The Dual Compensation Act of 1964 (5 U.S.C. 3101-3105) has passed its first year of operation and has been praised by the President as a success and significant improvement over the imbroglio of prior restrictions governing Federal civilian employment of retired service personnel (President's Report to the Congress of February 23, 1966.) During that period it has been interpreted and clarified in several decisions by the Comptroller General. In decision B–157665 of September 23, 1965, the Comptroller held that the Act's escalator clause, tying the retired pay formula to the Consumer Price Index, could be activated to raise the base figure for these computations by 4.4%. As a result, a retired Regular officer, retired prior to 1 September 1965, now employed in a Federal civilian position may receive the full salary of the civilian job, plus the first $2,088 of his military retired pay, plus one-half of any remaining retired pay. Officers retired after 1 September 1965 are limited to retention of $2,000, plus one-half of any remaining retired pay.

In several other cases the Comptroller has been asked to define more precisely what constitutes holding a Federal “civilian office or position" which will bring the Act into play. He ruled that retired officers who receive compensation for acting as attorneys for indigent defendants in Federal courts under the Criminal Justice Act of 1964 (78 Stat. 552) do not hold such an "office" even though they are technically appointed by the court and are traditionally considered “officers of the court" (Comp. Gen. B156344 of April 2, 1965). He later held that a retired Regular Army officer might be employed on a fee basis as an examining physician at an Army induction center (Comp. Gen. B-157457 of August 19, 1965). In that decision he also reached the sweeping conclusion that "fee basis contractual employment does not constitute a

civilian office" within the meaning of the Dual Compensation Act of 1964. In a still later opinion he held that employment by the U.S. Marine Corps Association was not subject to the operation of the Act because that organization was not a nonappropriated fund instrumentality of the United States (Comp. Gen. B–157727 of November 24, 1965).
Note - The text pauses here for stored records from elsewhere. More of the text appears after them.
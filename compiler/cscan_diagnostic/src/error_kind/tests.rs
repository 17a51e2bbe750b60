use super::*;

#[test]
fn test_error_kind_display() {
    assert_eq!(ErrorKind::InvalidIdentifierStart.to_string(), "E0001");
    assert_eq!(ErrorKind::UnexpectedPunctuation.as_str(), "E0008");
}

#[test]
fn all_kinds_have_distinct_codes() {
    let mut codes: Vec<_> = ErrorKind::ALL.iter().map(ErrorKind::as_str).collect();
    codes.sort_unstable();
    codes.dedup();
    assert_eq!(codes.len(), ErrorKind::ALL.len());
    assert_eq!(codes.len(), 8);
}

#[test]
fn all_is_in_code_order() {
    let codes: Vec<_> = ErrorKind::ALL.iter().map(ErrorKind::as_str).collect();
    let mut sorted = codes.clone();
    sorted.sort_unstable();
    assert_eq!(codes, sorted);
}

#[test]
fn parse_by_code_is_case_insensitive() {
    assert_eq!("E0003".parse(), Ok(ErrorKind::UnterminatedLiteral));
    assert_eq!("e0006".parse(), Ok(ErrorKind::UnterminatedComment));
    assert_eq!(" E0002 ".parse(), Ok(ErrorKind::MalformedNumber));
}

#[test]
fn parse_by_name() {
    assert_eq!(
        "InvalidEscapeSequence".parse(),
        Ok(ErrorKind::InvalidEscapeSequence)
    );
}

#[test]
fn parse_round_trips_every_kind() {
    for &kind in ErrorKind::ALL {
        assert_eq!(kind.as_str().parse::<ErrorKind>(), Ok(kind));
        assert_eq!(kind.name().parse::<ErrorKind>(), Ok(kind));
    }
}

#[test]
fn parse_unknown_code() {
    let err = "E9999".parse::<ErrorKind>().unwrap_err();
    assert_eq!(err, UnknownErrorCode("E9999".to_owned()));
    assert_eq!(err.to_string(), "unknown error code `E9999`");
}

#[test]
fn titles_are_lowercase() {
    for kind in ErrorKind::ALL {
        let title = kind.title();
        assert_eq!(title, title.to_lowercase(), "{kind:?}");
    }
}
//! Diagnostic system for lexical error reporting.
//!
//! Every fault the scanner finds becomes a [`Diagnostic`]:
//! - an [`ErrorKind`] with a stable code for searchability
//! - a clear message (what went wrong)
//! - a position and span (where it went wrong)
//! - secondary labels (related locations)
//! - suggestions (how to fix)
//!
//! Diagnostics for one scan are gathered by a [`DiagnosticCollector`],
//! which keeps them ordered by source position. Emitters in [`emitter`]
//! render them for humans or tools, and [`ErrorDocs`] serves the long-form
//! explanation for each code.

mod collector;
mod diagnostic;
pub mod emitter;
mod error_kind;
pub mod errors;
pub mod span_utils;

pub use collector::DiagnosticCollector;
pub use diagnostic::{Diagnostic, Label};
pub use error_kind::{ErrorKind, UnknownErrorCode};
pub use errors::ErrorDocs;
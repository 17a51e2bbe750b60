//! The `check` command: report every lexical fault in a file.

use std::io::{self, IsTerminal, Write};
use std::process::ExitCode;
use std::str::FromStr;

use cscan_diagnostic::emitter::{ColorMode, DiagnosticEmitter, JsonEmitter, TerminalEmitter};
use cscan_lexer::{check, LexerConfig};
use tracing::debug;

use super::{fail, read_file, CommandError};

/// How diagnostics are rendered.
#[derive(Clone, Copy, Debug, Default, PartialEq, Eq)]
pub enum OutputFormat {
    /// Human-readable, with source snippets, on stderr.
    #[default]
    Terminal,
    /// A JSON array on stdout.
    Json,
}

impl FromStr for OutputFormat {
    type Err = String;

    fn from_str(s: &str) -> Result<Self, Self::Err> {
        match s {
            "terminal" => Ok(OutputFormat::Terminal),
            "json" => Ok(OutputFormat::Json),
            other => Err(format!(
                "invalid format `{other}` (expected terminal or json)"
            )),
        }
    }
}

#[derive(Clone, Copy, Debug, Default, PartialEq, Eq)]
pub struct CheckOptions {
    pub format: OutputFormat,
    pub color: ColorMode,
}

/// Parse the flags following `cscan check <file>`.
pub fn parse_check_options(args: &[String]) -> Result<CheckOptions, CommandError> {
    let mut options = CheckOptions::default();
    for arg in args {
        if let Some(format) = arg.strip_prefix("--format=") {
            options.format = format.parse().map_err(CommandError::Usage)?;
        } else if let Some(color) = arg.strip_prefix("--color=") {
            options.color = color.parse().map_err(CommandError::Usage)?;
        } else {
            return Err(CommandError::Usage(format!("unknown option `{arg}`")));
        }
    }
    Ok(options)
}

/// Check a file. Exits with failure when any diagnostic was recorded.
pub fn check_file(path: &str, options: &CheckOptions) -> ExitCode {
    let source = match read_file(path) {
        Ok(source) => source,
        Err(err) => return fail(&err),
    };
    let result = match options.format {
        OutputFormat::Terminal => {
            let stderr = io::stderr();
            let is_tty = stderr.is_terminal();
            write_check(&mut stderr.lock(), is_tty, path, &source, options)
        }
        OutputFormat::Json => write_check(&mut io::stdout().lock(), false, path, &source, options),
    };
    match result {
        Ok(0) => ExitCode::SUCCESS,
        Ok(_) => ExitCode::FAILURE,
        Err(err) => fail(&err),
    }
}

/// Render the diagnostics for `source` and return how many there were.
///
/// `is_tty` only matters for `ColorMode::Auto`.
pub fn write_check<W: Write>(
    out: &mut W,
    is_tty: bool,
    name: &str,
    source: &str,
    options: &CheckOptions,
) -> Result<usize, CommandError> {
    let collector = check(source, &LexerConfig::default())?;
    debug!(name, diagnostics = collector.len(), "checked");

    match options.format {
        OutputFormat::Terminal => {
            let mut emitter = TerminalEmitter::with_color_mode(&mut *out, options.color, is_tty)
                .with_source(name, source);
            emitter.emit_all(collector.all());
            emitter.emit_summary(collector.len());
            emitter.flush();
        }
        OutputFormat::Json => {
            let mut emitter = JsonEmitter::new(&mut *out);
            emitter.begin();
            emitter.emit_all(collector.all());
            emitter.end();
            emitter.flush();
        }
    }
    out.flush()?;
    Ok(collector.len())
}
One of the features of the new Act was an election provision affording retired members already employed in Government jobs the option to choose between adjustment of their retired pay under the new or the old dual compensation laws. In some situations, such as that of a retired Regular officer employed by a nonappropriated fund activity, this election was extremely valuable since such employment is included in the coverage of the new law but was totally exempt under its predecessor. A member electing continued coverage under the old law, whether it applied to him or exempted him, could maintain that status until "any appointment, reinstatement, or reemployment * * * which * * * follows a break in service of more than thirty days * * *”

In decision B-157200 of October 25, 1965, the Comptroller considered the case of a retired Air Force officer who already was employed by a nonappropriated fund activity when the new Act came into effect. He chose to remain covered by the old Act and thus in an exempt status. Within one month, however, his employer's designation was changed from nonappropriated fund to appropriated fund and he was given a GS Civil Service rating. With no interruption he continued to perform the same work at the same desk for the same employer, but the Comptroller ruled that since he was now paid from appropriated funds he had lost his exemption and was now subject to reduction in retired pay under the new Act.